Impute 0 for missing target values. No need to do this for other features since LightGBM can deal with them on its own.

In [13]:
train_df["totals.transactionRevenue"].fillna(0, inplace=True)
# test_id will be used in the end when generating the submission file.
test_id = test_df["fullVisitorId"].values

label encode the categorical variables and convert the numerical variables to float

In [14]:
# define the categorical features
cat_cols = ["channelGrouping", "device.browser", 
            "device.deviceCategory", "device.operatingSystem", 
            "geoNetwork.city", "geoNetwork.continent", 
            "geoNetwork.country", "geoNetwork.metro",
            "geoNetwork.networkDomain", "geoNetwork.region", 
            "geoNetwork.subContinent", "trafficSource.adContent", 
            "trafficSource.adwordsClickInfo.adNetworkType", 
            "trafficSource.adwordsClickInfo.gclId", 
            "trafficSource.adwordsClickInfo.page", 
            "trafficSource.adwordsClickInfo.slot", "trafficSource.campaign",
            "trafficSource.keyword", "trafficSource.medium", 
            "trafficSource.referralPath", "trafficSource.source",
            'trafficSource.adwordsClickInfo.isVideoAd', 'trafficSource.isTrueDirect',
            'day_of_week', 'hour', 'day_of_month', 'month']

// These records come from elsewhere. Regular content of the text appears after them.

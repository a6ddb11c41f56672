//! Strongly-typed identifiers for bodies and ticks.

use std::fmt;

/// Identifies a body within a simulation.
///
/// Bodies are registered at construction and assigned dense, sequential
/// IDs: `BodyId(n)` is the n-th body in the specification list.
#[derive(Clone, Copy, Debug, PartialEq, Eq, Hash, PartialOrd, Ord)]
pub struct BodyId(pub u32);

impl BodyId {
    /// Position of this body in registration order.
    pub fn index(self) -> usize {
        self.0 as usize
    }
}

impl fmt::Display for BodyId {
    fn fmt(&self, f: &mut fmt::Formatter<'_>) -> fmt::Result {
        write!(f, "{}", self.0)
    }
}

impl From<u32> for BodyId {
    fn from(v: u32) -> Self {
        Self(v)
    }
}

/// Monotonically increasing tick counter.
///
/// The seeded snapshot carries `TickId(0)`; each completed tick
/// increments the counter by one.
#[derive(Clone, Copy, Debug, Default, PartialEq, Eq, Hash, PartialOrd, Ord)]
pub struct TickId(pub u64);

impl TickId {
    /// The tick that follows this one.
    pub fn next(self) -> Self {
        Self(self.0 + 1)
    }
}

impl fmt::Display for TickId {
    fn fmt(&self, f: &mut fmt::Formatter<'_>) -> fmt::Result {
        write!(f, "{}", self.0)
    }
}

impl From<u64> for TickId {
    fn from(v: u64) -> Self {
        Self(v)
    }
}
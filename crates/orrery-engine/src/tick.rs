//! Tick engine: one synchronous tick at a time.
//!
//! [`TickEngine`] owns the body table, the worker pool and the writing
//! side of the [`SnapshotStore`]. Each [`step()`](TickEngine::step) fans
//! the movable bodies out to the pool, waits at the join barrier, and
//! commits the complete write buffer as the next snapshot.
//!
//! # Lockstep use
//!
//! The engine has no background thread of its own. Call `step()` directly
//! for deterministic runs, or hand it to a [`Scheduler`](crate::Scheduler),
//! which moves it onto the tick thread and paces it.

use std::sync::Arc;
use std::time::Instant;

use orrery_core::{Position, TickId};
use tracing::{trace, warn};

use crate::config::{ConfigError, EngineConfig};
use crate::metrics::TickMetrics;
use crate::pool::{BodyJob, WorkerPool};
use crate::publisher::{BodyWarning, Frame};
use crate::store::{Snapshot, SnapshotStore};
use crate::system::BodySystem;

// ── TickOutcome ────────────────────────────────────────────────────

/// Result of one committed tick.
#[derive(Clone, Debug)]
pub struct TickOutcome {
    /// The tick just committed.
    pub tick: TickId,
    /// Snapshot committed by this tick.
    pub snapshot: Arc<Snapshot>,
    /// Snapshot the tick read from.
    pub previous: Arc<Snapshot>,
    /// Bodies that kept their previous position this tick.
    pub warnings: Vec<BodyWarning>,
    /// Timing for this tick.
    pub metrics: TickMetrics,
}

impl From<TickOutcome> for Frame {
    fn from(outcome: TickOutcome) -> Self {
        Frame {
            tick: outcome.tick,
            snapshot: outcome.snapshot,
            previous: outcome.previous,
            warnings: outcome.warnings,
            metrics: outcome.metrics,
        }
    }
}

// ── TickEngine ─────────────────────────────────────────────────────

/// Executes ticks against a validated [`BodySystem`].
pub struct TickEngine {
    system: BodySystem,
    store: Arc<SnapshotStore>,
    pool: WorkerPool,
    origin: Position,
    current_tick: TickId,
    fault_events: u64,
    last_metrics: TickMetrics,
}

impl TickEngine {
    /// Validate `config`, seed the store with the initial layout as tick 0,
    /// and start the worker pool.
    pub fn new(system: BodySystem, config: &EngineConfig) -> Result<Self, ConfigError> {
        config.validate()?;
        let seed = Snapshot::new(TickId(0), system.initial_positions(config.origin));
        let store = Arc::new(SnapshotStore::new(config.history_capacity, seed));
        let pool = WorkerPool::new(config.resolved_worker_count())?;
        Ok(Self {
            system,
            store,
            pool,
            origin: config.origin,
            current_tick: TickId(0),
            fault_events: 0,
            last_metrics: TickMetrics::default(),
        })
    }

    /// Execute one tick: dispatch, join, commit.
    ///
    /// A body whose update fails keeps its previous position and angle;
    /// the failure is returned as a warning and never aborts the tick.
    pub fn step(&mut self) -> TickOutcome {
        let tick_start = Instant::now();
        let previous = self.store.latest();
        let tick = self.current_tick.next();

        // Zero-speed roots under the default rule cannot move.
        let jobs: Vec<BodyJob> = self
            .system
            .iter()
            .filter(|b| !b.is_static())
            .map(|b| BodyJob {
                id: b.id(),
                owner: b.owner(),
                angle: b.angle(),
                speed: b.speed(),
                radius: b.radius(),
                rule: Arc::clone(b.rule()),
            })
            .collect();
        let dispatched = jobs.len();

        let buffer = self.pool.dispatch(&previous, self.origin, jobs).join();
        let compute_us = tick_start.elapsed().as_micros() as u64;

        let commit_start = Instant::now();
        let mut positions = previous.positions().clone();
        let bodies = self.system.bodies_mut();
        for (id, motion) in buffer.motions() {
            positions.insert(id, motion.position);
            if let Some(body) = bodies.get_mut(id.index()) {
                body.set_angle(motion.angle);
            }
        }
        let snapshot = self.store.commit(Snapshot::new(tick, positions));
        let commit_us = commit_start.elapsed().as_micros() as u64;

        let warnings: Vec<BodyWarning> = buffer
            .faults()
            .iter()
            .map(|(body, fault)| {
                warn!(body = %body, tick = %tick, fault = %fault, "body update failed");
                BodyWarning {
                    body: *body,
                    tick,
                    fault: fault.clone(),
                }
            })
            .collect();
        self.fault_events += warnings.len() as u64;

        let metrics = TickMetrics {
            tick,
            total_us: tick_start.elapsed().as_micros() as u64,
            compute_us,
            commit_us,
            bodies_dispatched: dispatched,
            bodies_faulted: warnings.len(),
        };
        trace!(
            tick = %tick,
            total_us = metrics.total_us,
            compute_us,
            commit_us,
            dispatched,
            "tick committed"
        );

        self.current_tick = tick;
        self.last_metrics = metrics.clone();
        TickOutcome {
            tick,
            snapshot,
            previous,
            warnings,
            metrics,
        }
    }

    /// The last committed tick. `TickId(0)` before the first step.
    pub fn current_tick(&self) -> TickId {
        self.current_tick
    }

    /// Shared read handle to the snapshot store.
    pub fn store(&self) -> &Arc<SnapshotStore> {
        &self.store
    }

    /// The body table, with angles as of the last committed tick.
    pub fn system(&self) -> &BodySystem {
        &self.system
    }

    /// Number of worker threads.
    pub fn worker_count(&self) -> usize {
        self.pool.size()
    }

    /// Body faults recorded since construction.
    pub fn fault_events(&self) -> u64 {
        self.fault_events
    }

    /// Metrics from the most recent tick.
    pub fn last_metrics(&self) -> &TickMetrics {
        &self.last_metrics
    }

    /// Join the worker pool. Later steps fault every body with
    /// [`BodyFault::WorkerLost`](orrery_core::BodyFault::WorkerLost).
    pub fn shutdown_workers(&mut self) -> usize {
        self.pool.shutdown()
    }
}

impl std::fmt::Debug for TickEngine {
    fn fmt(&self, f: &mut std::fmt::Formatter<'_>) -> std::fmt::Result {
        f.debug_struct("TickEngine")
            .field("bodies", &self.system.len())
            .field("current_tick", &self.current_tick)
            .field("pool", &self.pool)
            .finish()
    }
}
//! Engine configuration, validation, and error types.
//!
//! [`EngineConfig`] is the tuning input for constructing a
//! [`TickEngine`](crate::tick::TickEngine) or
//! [`Scheduler`](crate::scheduler::Scheduler).
//! [`validate()`](EngineConfig::validate) checks structural invariants
//! at startup, before any thread is spawned.

use std::time::Duration;

use orrery_core::{ConstructionError, Position};
use thiserror::Error;

/// Default pacing target: roughly 60 ticks per second.
pub const DEFAULT_TARGET_INTERVAL: Duration = Duration::from_millis(16);

/// Upper bound on worker threads, whether requested or auto-detected.
pub const MAX_WORKERS: usize = 64;

// ── ConfigError ────────────────────────────────────────────────────

/// Errors detected while building an engine or scheduler.
#[derive(Debug, PartialEq, Error)]
pub enum ConfigError {
    /// The body system failed validation.
    #[error("construction: {0}")]
    Construction(#[from] ConstructionError),
    /// The target interval is zero.
    #[error("target interval must be positive, got {interval:?}")]
    InvalidInterval {
        /// The rejected interval.
        interval: Duration,
    },
    /// Snapshot history is below the minimum of 2.
    #[error("history_capacity {configured} is below minimum of 2")]
    HistoryTooSmall {
        /// The configured size that was too small.
        configured: usize,
    },
    /// The publish queue has zero capacity.
    #[error("publish_queue must be at least 1")]
    PublishQueueZero,
    /// The system origin has a NaN or infinite coordinate.
    #[error("origin must be finite, got ({x}, {y})")]
    NonFiniteOrigin {
        /// Configured x.
        x: f64,
        /// Configured y.
        y: f64,
    },
    /// A background thread could not be spawned.
    #[error("thread spawn failed: {reason}")]
    ThreadSpawnFailed {
        /// Description of which thread failed.
        reason: String,
    },
}

// ── EngineConfig ───────────────────────────────────────────────────

/// Complete tuning surface for the tick engine and scheduler.
#[derive(Clone, Debug)]
pub struct EngineConfig {
    /// Pacing target between tick starts. Default: 16 ms.
    pub target_interval: Duration,
    /// Number of worker threads. `None` = available hardware parallelism,
    /// capped at [`MAX_WORKERS`] like an explicit value.
    pub worker_count: Option<usize>,
    /// Number of committed snapshots retained by the store. Default: 8. Minimum: 2.
    pub history_capacity: usize,
    /// Frames buffered between the tick thread and the observer. Default: 4.
    pub publish_queue: usize,
    /// Point that root bodies orbit. Default: `(0, 0)`.
    pub origin: Position,
    /// Stop on its own after this many ticks. Default: run until stopped.
    pub max_ticks: Option<u64>,
}

impl Default for EngineConfig {
    fn default() -> Self {
        Self {
            target_interval: DEFAULT_TARGET_INTERVAL,
            worker_count: None,
            history_capacity: 8,
            publish_queue: 4,
            origin: Position::ORIGIN,
            max_ticks: None,
        }
    }
}

impl EngineConfig {
    /// Validate all structural invariants.
    pub fn validate(&self) -> Result<(), ConfigError> {
        validate_interval(self.target_interval)?;
        if self.history_capacity < 2 {
            return Err(ConfigError::HistoryTooSmall {
                configured: self.history_capacity,
            });
        }
        if self.publish_queue == 0 {
            return Err(ConfigError::PublishQueueZero);
        }
        if !self.origin.is_finite() {
            return Err(ConfigError::NonFiniteOrigin {
                x: self.origin.x,
                y: self.origin.y,
            });
        }
        Ok(())
    }

    /// Resolve the actual worker count, applying auto-detection if `None`.
    ///
    /// Both explicit and detected values are clamped to
    /// `[1, MAX_WORKERS]`. A pool with no workers could never finish a tick.
    pub fn resolved_worker_count(&self) -> usize {
        match self.worker_count {
            Some(n) => n.clamp(1, MAX_WORKERS),
            None => std::thread::available_parallelism()
                .map(|n| n.get())
                .unwrap_or(4)
                .clamp(1, MAX_WORKERS),
        }
    }
}

/// Reject a zero pacing interval.
pub(crate) fn validate_interval(interval: Duration) -> Result<(), ConfigError> {
    if interval.is_zero() {
        return Err(ConfigError::InvalidInterval { interval });
    }
    Ok(())
}
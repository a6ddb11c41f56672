//! Concurrent tick scheduler for Orrery body systems.
//!
//! Provides the [`Scheduler`] that owns the simulation loop on a
//! background thread, the [`TickEngine`] that executes exactly one tick
//! (usable synchronously for lockstep runs), the [`SnapshotStore`]
//! through which committed positions are shared, the [`WorkerPool`]
//! that evaluates bodies in parallel, and the publisher that delivers
//! frames to a single [`Observer`].
//!
//! # Tick pipeline
//!
//! ```text
//! Tick Thread                 Worker Pool (N)            Publisher Thread
//!     |                           |                          |
//!     | store.latest() (tick N-1) |                          |
//!     |--dispatch(one task/body)->| read owner from N-1      |
//!     |                           | rule.advance()           |
//!     |<--(slot, outcome)---------| catch_unwind             |
//!     | join (barrier)            |                          |
//!     | store.commit(tick N)      |                          |
//!     |--Frame--------------------------------------------->| observer.on_frame()
//!     | park_timeout(interval - elapsed)                     |
//! ```

#![deny(missing_docs)]
#![deny(rustdoc::broken_intra_doc_links)]
#![forbid(unsafe_code)]

pub mod config;
pub mod metrics;
pub mod pool;
pub mod publisher;
pub mod scheduler;
pub mod store;
pub mod system;
pub mod tick;
mod tick_thread;

pub use config::{ConfigError, EngineConfig};
pub use metrics::TickMetrics;
pub use pool::{BodyJob, PendingTick, WorkerPool, WriteBuffer};
pub use publisher::{BodyWarning, Frame, Observer};
pub use scheduler::{Scheduler, SchedulerError, SchedulerState, StopHandle, StopReport};
pub use store::{Snapshot, SnapshotStore};
pub use system::{Body, BodySystem};
pub use tick::{TickEngine, TickOutcome};
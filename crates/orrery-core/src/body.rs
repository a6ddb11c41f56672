//! Body specifications and the [`MotionRule`] seam.
//!
//! A body is either anchored at the system origin (a root) or at the
//! centre of another body (a satellite). The anchor is a tagged variant;
//! the formula that turns an anchor plus kinematic state into a new
//! position is a [`MotionRule`], which defaults to [`CircularOrbit`].

use std::fmt;
use std::sync::Arc;

use crate::error::BodyFault;
use crate::geometry::{wrap_angle, Position};
use crate::id::BodyId;

/// What a body orbits.
#[derive(Clone, Copy, Debug, PartialEq, Eq)]
pub enum Anchor {
    /// A root body, orbiting the configured system origin.
    Origin,
    /// A satellite, orbiting the centre of the given owner.
    Owner(BodyId),
}

impl Anchor {
    /// The owner, if this is a satellite.
    pub fn owner(self) -> Option<BodyId> {
        match self {
            Self::Origin => None,
            Self::Owner(id) => Some(id),
        }
    }
}

/// Inputs to one evaluation of a [`MotionRule`].
///
/// `owner` is the owner's position as committed at the end of the
/// previous tick, never a value computed in the current tick.
#[derive(Clone, Copy, Debug, PartialEq)]
pub struct MotionInput {
    /// Owner position from the previous committed snapshot; `None` for roots.
    pub owner: Option<Position>,
    /// This body's own position from the previous committed snapshot.
    pub previous: Position,
    /// System origin, used as the anchor for roots.
    pub origin: Position,
    /// Current angle in radians, in `[0, 2π)`.
    pub angle: f64,
    /// Angular speed in radians per tick.
    pub speed: f64,
    /// Orbit radius.
    pub radius: f64,
}

impl MotionInput {
    /// The point this body orbits.
    pub fn anchor(&self) -> Position {
        self.owner.unwrap_or(self.origin)
    }
}

/// Output of one evaluation of a [`MotionRule`].
#[derive(Clone, Copy, Debug, PartialEq)]
pub struct Motion {
    /// New angle in radians.
    pub angle: f64,
    /// New body centre.
    pub position: Position,
}

/// The per-body update formula.
///
/// # Contract
///
/// - `advance()` MUST be a pure function of its input: no shared mutable
///   state is read or written. The engine evaluates many bodies
///   concurrently on different threads with no coordination.
/// - The same input MUST produce a bit-identical output on every thread.
///
/// Returning `Err` (or panicking) isolates the failure to this body for
/// the current tick.
pub trait MotionRule: Send + Sync + 'static {
    /// Human-readable name for logging.
    fn name(&self) -> &str;

    /// Compute the next angle and position.
    fn advance(&self, input: &MotionInput) -> Result<Motion, BodyFault>;

    /// Position of a body before the first tick.
    ///
    /// Default: the anchor offset by `radius` in direction `angle`.
    fn initial_position(&self, anchor: Position, angle: f64, radius: f64) -> Position {
        anchor.offset_polar(radius, angle)
    }
}

/// Uniform circular motion around the anchor.
///
/// Each tick advances the angle by `speed` (wrapped to a full turn) and
/// places the body `radius` away from its anchor at the new angle. A
/// radius of zero degenerates to the anchor itself.
#[derive(Clone, Copy, Debug, Default)]
pub struct CircularOrbit;

impl MotionRule for CircularOrbit {
    fn name(&self) -> &str {
        "circular_orbit"
    }

    fn advance(&self, input: &MotionInput) -> Result<Motion, BodyFault> {
        let angle = wrap_angle(input.angle + input.speed);
        Ok(Motion {
            angle,
            position: input.anchor().offset_polar(input.radius, angle),
        })
    }
}

/// Construction input for one body.
///
/// ```
/// use orrery_core::{BodyId, BodySpec};
///
/// let sun = BodySpec::root(0.0, 0.0, 0.0).named("sun").with_diameter(80.0);
/// let earth = BodySpec::satellite(BodyId(0), 0.03, 130.0, 0.0).named("earth");
/// assert_eq!(earth.anchor.owner(), Some(BodyId(0)));
/// assert!(sun.anchor.owner().is_none());
/// ```
#[derive(Clone)]
pub struct BodySpec {
    /// Optional label, used only in log fields.
    pub name: Option<String>,
    /// Angular speed in radians per tick. Zero for a stationary body.
    pub speed: f64,
    /// Orbit radius. Must be finite and non-negative.
    pub radius: f64,
    /// Visual diameter. Only used for bounding-box helpers.
    pub diameter: f64,
    /// Initial angle in radians. Wrapped into `[0, 2π)` at construction.
    pub initial_angle: f64,
    /// Root or satellite.
    pub anchor: Anchor,
    /// Update formula; `None` selects [`CircularOrbit`].
    pub rule: Option<Arc<dyn MotionRule>>,
}

impl BodySpec {
    /// A root body orbiting the system origin.
    pub fn root(speed: f64, radius: f64, initial_angle: f64) -> Self {
        Self {
            name: None,
            speed,
            radius,
            diameter: 0.0,
            initial_angle,
            anchor: Anchor::Origin,
            rule: None,
        }
    }

    /// A satellite orbiting `owner`.
    pub fn satellite(owner: BodyId, speed: f64, radius: f64, initial_angle: f64) -> Self {
        Self {
            anchor: Anchor::Owner(owner),
            ..Self::root(speed, radius, initial_angle)
        }
    }

    /// Attach a label.
    pub fn named(mut self, name: impl Into<String>) -> Self {
        self.name = Some(name.into());
        self
    }

    /// Set the visual diameter.
    pub fn with_diameter(mut self, diameter: f64) -> Self {
        self.diameter = diameter;
        self
    }

    /// Replace the default [`CircularOrbit`] rule.
    pub fn with_rule(mut self, rule: Arc<dyn MotionRule>) -> Self {
        self.rule = Some(rule);
        self
    }
}

impl fmt::Debug for BodySpec {
    fn fmt(&self, f: &mut fmt::Formatter<'_>) -> fmt::Result {
        f.debug_struct("BodySpec")
            .field("name", &self.name)
            .field("speed", &self.speed)
            .field("radius", &self.radius)
            .field("diameter", &self.diameter)
            .field("initial_angle", &self.initial_angle)
            .field("anchor", &self.anchor)
            .field("rule", &self.rule.as_ref().map(|r| r.name().to_string()))
            .finish()
    }
}
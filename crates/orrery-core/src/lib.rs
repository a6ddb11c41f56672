//! Core types and traits for the Orrery tick scheduler.
//!
//! This is the leaf crate with no internal dependencies. It defines the
//! vocabulary shared by the rest of the workspace: body and tick
//! identifiers, positions, body specifications, the [`MotionRule`] seam
//! and the error types raised at construction and per-body update time.

#![deny(missing_docs)]
#![deny(rustdoc::broken_intra_doc_links)]
#![forbid(unsafe_code)]

pub mod body;
pub mod error;
pub mod geometry;
pub mod id;

pub use body::{Anchor, BodySpec, CircularOrbit, Motion, MotionInput, MotionRule};
pub use error::{BodyFault, ConstructionError, SpecField};
pub use geometry::{wrap_angle, Position, FULL_TURN};
pub use id::{BodyId, TickId};
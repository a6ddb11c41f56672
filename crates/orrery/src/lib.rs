//! Orrery: a concurrent tick scheduler for systems of orbiting bodies.
//!
//! This is the top-level facade crate that re-exports the public API from
//! the Orrery sub-crates.
//!
//! # Quick start
//!
//! ```rust
//! use std::f64::consts::FRAC_PI_2;
//! use orrery::prelude::*;
//!
//! let system = BodySystem::new(vec![
//!     BodySpec::root(0.0, 0.0, 0.0).named("hub"),
//!     BodySpec::satellite(BodyId(0), FRAC_PI_2, 10.0, 0.0).named("rim"),
//! ])
//! .unwrap();
//! let config = EngineConfig {
//!     worker_count: Some(2),
//!     ..EngineConfig::default()
//! };
//! let mut engine = TickEngine::new(system, &config).unwrap();
//!
//! let outcome = engine.step();
//! let rim = outcome.snapshot.get(BodyId(1)).unwrap();
//! assert!(rim.x.abs() < 1e-9 && (rim.y - 10.0).abs() < 1e-9);
//! assert_eq!(outcome.tick, TickId(1));
//! ```
//!
//! # Modules
//!
//! | Module | Sub-crate | Contents |
//! |--------|-----------|----------|
//! | [`types`] | `orrery-core` | IDs, geometry, body specs, motion rules, errors |
//! | [`engine`] | `orrery-engine` | Snapshot store, worker pool, tick engine, scheduler |

#![deny(missing_docs)]
#![deny(rustdoc::broken_intra_doc_links)]
#![forbid(unsafe_code)]

/// Core types, traits, and IDs (`orrery-core`).
///
/// Contains [`types::BodySpec`], the [`types::MotionRule`] trait and the
/// error types raised during construction and ticking.
pub use orrery_core as types;

/// Tick engine and scheduler (`orrery-engine`).
///
/// [`engine::TickEngine`] for synchronous stepping,
/// [`engine::Scheduler`] for paced background ticking.
pub use orrery_engine as engine;

/// Common imports for typical Orrery usage.
///
/// ```rust
/// use orrery::prelude::*;
/// ```
pub mod prelude {
    // Core types and traits
    pub use orrery_core::{
        Anchor, BodyId, BodySpec, CircularOrbit, Motion, MotionInput, MotionRule, Position,
        TickId,
    };

    // Errors
    pub use orrery_core::{BodyFault, ConstructionError};

    // Engine
    pub use orrery_engine::{
        BodySystem, ConfigError, EngineConfig, Frame, Observer, Scheduler, SchedulerError,
        SchedulerState, Snapshot, SnapshotStore, StopHandle, StopReport, TickEngine, TickMetrics,
    };
}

# label encode the categorical features
for col in cat_cols:
    print(col)
    lbl = preprocessing.LabelEncoder()
    lbl.fit(list(train_df[col].values.astype('str')) + list(test_df[col].values.astype('str')))
    train_df[col] = lbl.transform(list(train_df[col].values.astype('str')))
    test_df[col] = lbl.transform(list(test_df[col].values.astype('str')))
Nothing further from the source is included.